Tax return and payment
Accounting and tax return obligations of the company
The communal business tax rate is obtained by multiplying the statutory rate of 3 % (called the base rate) by the communal rate freely chosen by each commune within a range of 200 % - 400 % (see 'Calculation of business tax)
On 1 January 2011, the communal business tax rate for Luxembourg city was set at 6.75 % (225 % x 3 %).
- Since communal business tax is not deductible from its own base for opaque companies, the effective taxation rate for capital companies established in Luxembourg city is 6.75 %.
- For other businesses, however, communal business tax remains deductible as an operating expense from the commercial profit of the business, i.e. it can be deducted from the base used to calculate the communal business tax. The effective communal business tax rate for said taxpayers in the commune of Luxembourg is therefore 6.32 % (= 6.75 / (100+6.75)).
Communal business tax calculation formula
+ Commercial profit according to LIR (Law on Income Tax)
+ Share in the losses of a transparent company
+ Loss made in a foreign permanent establishment
- Dividends from holdings of >10% in opaque companies
- Share in the profits of a transparent company
- Profit made in a foreign permanent establishment
- Losses carried forward
= Operating profit (rounded down to the nearest EUR 50 multiple)

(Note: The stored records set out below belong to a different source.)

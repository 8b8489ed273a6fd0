//! Job lifecycle state machine.

use serde::{Deserialize, Serialize};

use crate::Error;

/// Job lifecycle states.
#[derive(Debug, Clone, Copy, PartialEq, Eq, PartialOrd, Ord, Hash, Default, Serialize, Deserialize)]
#[serde(rename_all = "SCREAMING_SNAKE_CASE")]
pub enum JobStatus {
    /// Checking that the training service is up.
    Init,
    /// Submitted and waiting for a dispatcher worker.
    #[default]
    Pending,
    /// Pulling pages and dispatching batches.
    Running,
    /// Every batch was delivered.
    Completed,
    /// Stopped by an error; see the job's error message.
    Failed,
}

impl JobStatus {
    pub fn as_str(&self) -> &'static str {
        match self {
            Self::Init => "INIT",
            Self::Pending => "PENDING",
            Self::Running => "RUNNING",
            Self::Completed => "COMPLETED",
            Self::Failed => "FAILED",
        }
    }

    /// Terminal states have no outgoing transitions.
    pub fn is_terminal(&self) -> bool {
        matches!(self, Self::Completed | Self::Failed)
    }

    /// Validate a state transition.
    pub fn can_transition_to(&self, target: JobStatus) -> bool {
        use JobStatus::*;

        matches!(
            (self, target),
            (Pending, Init | Running | Failed)
                | (Init, Pending | Failed)
                | (Running, Completed | Failed)
        )
    }

    /// Attempt to transition to a new state.
    pub fn transition_to(&self, target: JobStatus) -> Result<JobStatus, Error> {
        if self.can_transition_to(target) {
            Ok(target)
        } else {
            Err(Error::InvalidStateTransition {
                from: self.as_str().to_string(),
                to: target.as_str().to_string(),
            })
        }
    }
}

impl std::fmt::Display for JobStatus {
    fn fmt(&self, f: &mut std::fmt::Formatter<'_>) -> std::fmt::Result {
        write!(f, "{}", self.as_str())
    }
}

#[cfg(test)]
mod tests {
    use super::*;
    use rstest::rstest;

    #[rstest]
    #[case(JobStatus::Pending, JobStatus::Init)]
    #[case(JobStatus::Init, JobStatus::Pending)]
    #[case(JobStatus::Init, JobStatus::Failed)]
    #[case(JobStatus::Pending, JobStatus::Running)]
    #[case(JobStatus::Pending, JobStatus::Failed)]
    #[case(JobStatus::Running, JobStatus::Completed)]
    #[case(JobStatus::Running, JobStatus::Failed)]
    fn test_allowed_transitions(#[case] from: JobStatus, #[case] to: JobStatus) {
        assert!(from.can_transition_to(to));
        assert_eq!(from.transition_to(to).unwrap(), to);
    }

    #[rstest]
    #[case(JobStatus::Completed, JobStatus::Failed)]
    #[case(JobStatus::Failed, JobStatus::Completed)]
    #[case(JobStatus::Completed, JobStatus::Pending)]
    #[case(JobStatus::Failed, JobStatus::Running)]
    #[case(JobStatus::Running, JobStatus::Pending)]
    #[case(JobStatus::Init, JobStatus::Running)]
    #[case(JobStatus::Pending, JobStatus::Completed)]
    #[case(JobStatus::Running, JobStatus::Running)]
    fn test_rejected_transitions(#[case] from: JobStatus, #[case] to: JobStatus) {
        assert!(!from.can_transition_to(to));
        assert!(matches!(
            from.transition_to(to),
            Err(Error::InvalidStateTransition { .. })
        ));
    }

    #[test]
    fn test_serde_matches_display() {
        let json = serde_json::to_string(&JobStatus::Completed).unwrap();
        assert_eq!(json, "\"COMPLETED\"");
        assert_eq!(JobStatus::Completed.to_string(), "COMPLETED");
    }
}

- Allowance (EUR 40,000 or EUR 17,500)
= Intermediate balance x 3 %
= Tax base x t (communal rate of 200 % to 400 %)
= Communal business tax amount
Although it is a communal tax, communal business tax is established and collected by the Luxembourg Inland Revenue. The tax authorities establish the tax amount and collect the Treasury's receivable on behalf of the commune.
Communal business tax gives rise to an annual tax return. Payment is made in quarterly advance instalments in February, May, August and November. The balance is payable on receipt of the tax bulletin.